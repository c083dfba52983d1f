//! Entry points: format-type subsets of the catalog.

use derive_more::{Display, Error};
use std::str::FromStr;

/// An OPDS facet group member selecting a format-type subset of the catalog
/// (everything, ebooks only, audiobooks only).
///
/// Entry points are rendered as their own facet group ("Formats") but follow
/// a special suppression rule: a one-member group carries no information and
/// is omitted from the feed entirely.
#[derive(Debug, Clone, Copy, PartialEq, Eq, Hash)]
pub enum EntryPoint {
    Everything,
    Ebooks,
    Audiobooks,
}

impl EntryPoint {
    /// Label of the facet group entry points are rendered under.
    pub const GROUP_LABEL: &'static str = "Formats";

    /// All entry points, in the order they appear in a feed.
    pub const ALL: [EntryPoint; 3] = [Self::Everything, Self::Ebooks, Self::Audiobooks];

    /// Stable value used in query strings and cache keys.
    pub fn query_value(&self) -> &'static str {
        match self {
            Self::Everything => "All",
            Self::Ebooks => "Book",
            Self::Audiobooks => "Audio",
        }
    }

    /// Human-readable name used as the facet link title.
    pub fn display_name(&self) -> &'static str {
        match self {
            Self::Everything => "All",
            Self::Ebooks => "eBooks",
            Self::Audiobooks => "Audiobooks",
        }
    }

    /// The schema.org (or bib.schema.org) type URI clients use to identify
    /// the entry point. Part of the wire contract.
    pub fn uri(&self) -> &'static str {
        match self {
            Self::Everything => "http://schema.org/CreativeWork",
            Self::Ebooks => "http://schema.org/EBook",
            Self::Audiobooks => "http://bib.schema.org/Audiobook",
        }
    }
}

#[derive(Debug, Display, Error)]
#[display("unknown entry point: {name}")]
pub struct UnknownEntryPoint {
    pub name: String,
}

impl FromStr for EntryPoint {
    type Err = UnknownEntryPoint;

    fn from_str(s: &str) -> Result<Self, Self::Err> {
        match s {
            "All" => Ok(Self::Everything),
            "Book" => Ok(Self::Ebooks),
            "Audio" => Ok(Self::Audiobooks),
            other => Err(UnknownEntryPoint { name: other.to_string() }),
        }
    }
}

#[cfg(test)]
mod tests {
    use super::*;
    use rstest::rstest;

    #[rstest]
    #[case(EntryPoint::Everything, "All")]
    #[case(EntryPoint::Ebooks, "Book")]
    #[case(EntryPoint::Audiobooks, "Audio")]
    fn test_query_value_round_trips(#[case] entrypoint: EntryPoint, #[case] value: &str) {
        assert_eq!(entrypoint.query_value(), value);
        assert_eq!(value.parse::<EntryPoint>().unwrap(), entrypoint);
    }

    #[test]
    fn test_unknown_value_is_rejected() {
        assert!("Vinyl".parse::<EntryPoint>().is_err());
    }
}
//! Pagination: immutable offset/size cursor over an ordered result set.

/// Page size used when the client does not request one.
pub const DEFAULT_PAGE_SIZE: usize = 50;
/// Hard ceiling on requested page size, to bound response size.
pub const MAX_PAGE_SIZE: usize = 100;

/// An offset/size window into an ordered sequence of works.
///
/// The cursor itself is immutable; [`next_page`](Self::next_page),
/// [`previous_page`](Self::previous_page) and [`first_page`](Self::first_page)
/// derive new cursors and return `None` at the respective boundary. The total
/// result count is learned after the query runs, via
/// [`page_loaded`](Self::page_loaded), which is what makes
/// `has_next_page` and the beyond-the-end behavior of `previous_page`
/// decidable.
#[derive(Debug, Clone, PartialEq, Eq)]
pub struct Pagination {
    offset: usize,
    size: usize,
    total_size: Option<usize>,
    this_page_size: Option<usize>,
}

impl Default for Pagination {
    fn default() -> Self {
        Self::new(0, DEFAULT_PAGE_SIZE)
    }
}

impl Pagination {
    /// Cursor at `offset` with the given page size, clamped to
    /// `1..=MAX_PAGE_SIZE`.
    pub fn new(offset: usize, size: usize) -> Self {
        Self {
            offset,
            size: size.clamp(1, MAX_PAGE_SIZE),
            total_size: None,
            this_page_size: None,
        }
    }

    pub fn offset(&self) -> usize {
        self.offset
    }

    pub fn size(&self) -> usize {
        self.size
    }

    /// Total result count, if a page has been loaded through this cursor.
    pub fn total_size(&self) -> Option<usize> {
        self.total_size
    }

    /// Record what the query actually returned for this window.
    pub fn page_loaded(&mut self, page_len: usize, total: Option<usize>) {
        self.this_page_size = Some(page_len);
        self.total_size = total;
    }

    /// Whether rows exist past this window.
    ///
    /// When the total is unknown, a completely full page is taken to imply a
    /// next page; the worst case is one trailing empty page.
    pub fn has_next_page(&self) -> bool {
        match self.total_size {
            Some(total) => self.offset + self.size < total,
            None => self.this_page_size == Some(self.size),
        }
    }

    /// Cursor for the next window, or `None` on the last page.
    pub fn next_page(&self) -> Option<Self> {
        self.has_next_page().then(|| Self {
            offset: self.offset + self.size,
            size: self.size,
            total_size: self.total_size,
            this_page_size: None,
        })
    }

    /// Cursor for the previous window, or `None` on the first page.
    ///
    /// An offset beyond the total result count points back at the last
    /// populated page rather than at `offset - size`, so a stale deep link
    /// still recovers to real content.
    pub fn previous_page(&self) -> Option<Self> {
        if self.offset == 0 {
            return None;
        }
        let offset = match self.total_size {
            Some(total) if self.offset >= total => {
                if total == 0 { 0 } else { ((total - 1) / self.size) * self.size }
            },
            _ => self.offset.saturating_sub(self.size),
        };
        Some(Self {
            offset,
            size: self.size,
            total_size: self.total_size,
            this_page_size: None,
        })
    }

    /// Cursor for the first window, or `None` if this already is it.
    pub fn first_page(&self) -> Option<Self> {
        (self.offset != 0).then(|| Self {
            offset: 0,
            size: self.size,
            total_size: self.total_size,
            this_page_size: None,
        })
    }

    /// Slice the requested window out of a full ordered sequence.
    ///
    /// An offset beyond the end yields an empty slice, not a panic.
    pub fn window<'a, T>(&self, items: &'a [T]) -> &'a [T] {
        let start = self.offset.min(items.len());
        let end = (self.offset + self.size).min(items.len());
        &items[start..end]
    }

    /// Canonical query string: `after=…&size=…`.
    pub fn query_string(&self) -> String {
        format!("after={}&size={}", self.offset, self.size)
    }
}
//! OPDS acquisition feed construction.
//!
//! The engine that turns lanes, facets and pagination into Atom/OPDS
//! documents. Three layers:
//!
//! - [`ns`] and [`AtomXml`]: the wire vocabulary and the event writer.
//! - [`Annotator`]: the capability seam for everything context-dependent
//!   (URLs, patron state, link relations), with impersonal base behavior
//!   in default methods.
//! - [`AcquisitionFeed`]: the orchestrator — cache lookup, catalog query,
//!   per-entry construction with message-entry degradation, feed-level
//!   decoration, write-through store.
//!
//! Concrete annotators that know about borrowing live in the circulation
//! crate; this one knows bibliography and feed shape only.

pub mod annotator;
mod entry;
pub mod error;
mod feed;
mod message;
pub mod ns;
mod response;
mod session;
mod xml;

pub use crate::annotator::{Annotator, AuthorTag, Category, GroupLink, RatingTag, VerboseAnnotator, WorkEntryContext, base, rfc3339};
pub use crate::entry::build_partial_entry;
pub use crate::feed::AcquisitionFeed;
pub use crate::message::OpdsMessage;
pub use crate::response::FeedResponse;
pub use crate::session::SessionCache;
pub use crate::xml::AtomXml;
//! Catalog entity model consumed by the feed engine.
//!
//! Everything in this crate is a read-only input to feed generation: works
//! and their presentation editions, license pools with availability counts,
//! identifiers, patrons with their loans and holds, and the lane tree that
//! partitions the catalog. None of it is owned by the feed code.
//!
//! The one seam that touches storage is the [`Catalog`] trait: a repository
//! interface (`page`, `featured`, `suppressed`, `search`) that hides how the
//! backing database turns lane criteria plus facets and pagination into an
//! ordered list of works. The feed engine never builds queries itself.

pub mod catalog;
mod edition;
pub mod error;
mod identifier;
mod lane;
mod license;
#[cfg(any(test, feature = "mock"))]
mod memory;
mod patron;
mod work;

pub use crate::catalog::{Catalog, Page};
pub use crate::edition::{Contributor, Edition, MarcRole, Medium};
pub use crate::identifier::{Identifier, IdentifierType};
pub use crate::lane::{Lane, LaneId, LaneSummary};
pub use crate::license::{DataSource, DeliveryMechanism, LicensePool, media_types};
#[cfg(any(test, feature = "mock"))]
pub use crate::memory::MemoryCatalog;
pub use crate::patron::{Hold, Loan, Patron};
pub use crate::work::{Appeal, Audience, Genre, Work, WorkId};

_ _ _ _

# EXERCISE DETAILS:
Exactly as written, reproduce the lines of the data above from the first line through the line where "pub enum EntryPoint" appears.

# RESPONSE BELOW:
repository c083dfba52983d1f
//! Entry points: format-type subsets of the catalog.

use derive_more::{Display, Error};
use std::str::FromStr;

/// An OPDS facet group member selecting a format-type subset of the catalog
/// (everything, ebooks only, audiobooks only).
///
/// Entry points are rendered as their own facet group ("Formats") but follow
/// a special suppression rule: a one-member group carries no information and
/// is omitted from the feed entirely.
#[derive(Debug, Clone, Copy, PartialEq, Eq, Hash)]
pub enum EntryPoint {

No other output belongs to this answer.